Please give the count of lines below with the string "Conflict" in them, and no other words.

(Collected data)
........
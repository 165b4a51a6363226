use chrono::{DateTime, Utc};
use serde::{Deserialize, Serialize};

use super::domain::{
    Classification, DecisionAction, DemandSignal, RequirementId, RequirementRecord, SignalId,
    SignalScores,
};
use super::settings::DecisionSettings;

/// Storage abstraction over the signal and requirement tables so the service
/// can be exercised against in-memory doubles.
///
/// `set_action` and `link_requirement` are conditional writes: the store is
/// the serialization point for concurrent admin decisions, so both fail with
/// [`RepositoryError::Conflict`] instead of overwriting.
pub trait SignalRepository: Send + Sync {
    fn insert(&self, signal: DemandSignal) -> Result<DemandSignal, RepositoryError>;
    fn fetch(&self, id: &SignalId) -> Result<Option<DemandSignal>, RepositoryError>;
    fn list(&self, query: &SignalQuery) -> Result<Vec<DemandSignal>, RepositoryError>;
    /// Compare-and-set on `decision_action`.
    fn set_action(
        &self,
        id: &SignalId,
        from: DecisionAction,
        to: DecisionAction,
    ) -> Result<(), RepositoryError>;
    /// Atomically store the requirement, set `converted_to_rfq_id`, and move
    /// `decision_action` to auto-RFQ; fails with `Conflict` when a link
    /// already exists or the signal has left the admin-review/auto-RFQ
    /// states, so a racing dismissal wins over a stale approval.
    fn link_requirement(
        &self,
        id: &SignalId,
        requirement: RequirementRecord,
    ) -> Result<RequirementRecord, RepositoryError>;
    fn fetch_requirement(
        &self,
        id: &RequirementId,
    ) -> Result<Option<RequirementRecord>, RepositoryError>;
}

/// Settings singleton access. The router reads through this on every
/// classification; a load failure fails the classification.
pub trait SettingsStore: Send + Sync {
    fn load(&self) -> Result<DecisionSettings, RepositoryError>;
    fn save(&self, settings: DecisionSettings) -> Result<(), RepositoryError>;
}

/// Supplier-availability lookup keyed by (category, subcategory, country).
pub trait SupplierDirectory: Send + Sync {
    fn availability(
        &self,
        category: &str,
        subcategory: Option<&str>,
        country: &str,
    ) -> Result<SupplierAvailability, DirectoryError>;
}

#[derive(Debug, Clone, Copy, PartialEq, Default, Serialize, Deserialize)]
pub struct SupplierAvailability {
    pub matching_count: u32,
    pub best_match_score: Option<f32>,
    pub avg_match_score: Option<f32>,
}

/// Filter/ranking parameters for signal listings.
#[derive(Debug, Clone, Default, PartialEq, Deserialize)]
pub struct SignalQuery {
    #[serde(default)]
    pub classification: Option<Classification>,
    #[serde(default)]
    pub action: Option<DecisionAction>,
    #[serde(default)]
    pub category: Option<String>,
    #[serde(default)]
    pub country: Option<String>,
    #[serde(default)]
    pub min_overall: Option<f32>,
    #[serde(default)]
    pub limit: Option<usize>,
}

impl SignalQuery {
    pub fn matches(&self, signal: &DemandSignal) -> bool {
        if let Some(classification) = self.classification {
            if signal.classification != classification {
                return false;
            }
        }
        if let Some(action) = self.action {
            if signal.decision_action != action {
                return false;
            }
        }
        if let Some(category) = &self.category {
            if !signal.category.eq_ignore_ascii_case(category) {
                return false;
            }
        }
        if let Some(country) = &self.country {
            if !signal.delivery_location.eq_ignore_ascii_case(country) {
                return false;
            }
        }
        if let Some(min_overall) = self.min_overall {
            if signal.scores.overall < min_overall {
                return false;
            }
        }
        true
    }
}

/// Error enumeration for store failures.
#[derive(Debug, thiserror::Error)]
pub enum RepositoryError {
    #[error("record already exists or was concurrently decided")]
    Conflict,
    #[error("record not found")]
    NotFound,
    #[error("store unavailable: {0}")]
    Unavailable(String),
}

/// Supplier directory failure.
#[derive(Debug, thiserror::Error)]
pub enum DirectoryError {
    #[error("supplier directory unavailable: {0}")]
    Unavailable(String),
}

/// Wire representation of a stored signal for API responses.
#[derive(Debug, Clone, PartialEq, Serialize)]
pub struct SignalView {
    pub signal_id: SignalId,
    pub detected_at: DateTime<Utc>,
    pub classification: &'static str,
    pub scores: SignalScores,
    pub category: String,
    pub delivery_location: String,
    pub estimated_value: f64,
    pub matching_suppliers_count: u32,
    pub fulfilment_feasible: bool,
    pub decision_action: &'static str,
    #[serde(skip_serializing_if = "Option::is_none")]
    pub converted_to_rfq_id: Option<RequirementId>,
}

impl SignalView {
    pub fn from_signal(signal: &DemandSignal) -> Self {
        Self {
            signal_id: signal.id.clone(),
            detected_at: signal.detected_at,
            classification: signal.classification.label(),
            scores: signal.scores,
            category: signal.category.clone(),
            delivery_location: signal.delivery_location.clone(),
            estimated_value: signal.estimated_value,
            matching_suppliers_count: signal.matching_suppliers_count,
            fulfilment_feasible: signal.fulfilment_feasible,
            decision_action: signal.decision_action.label(),
            converted_to_rfq_id: signal.converted_to_rfq_id.clone(),
        }
    }
}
........
Written solution → 3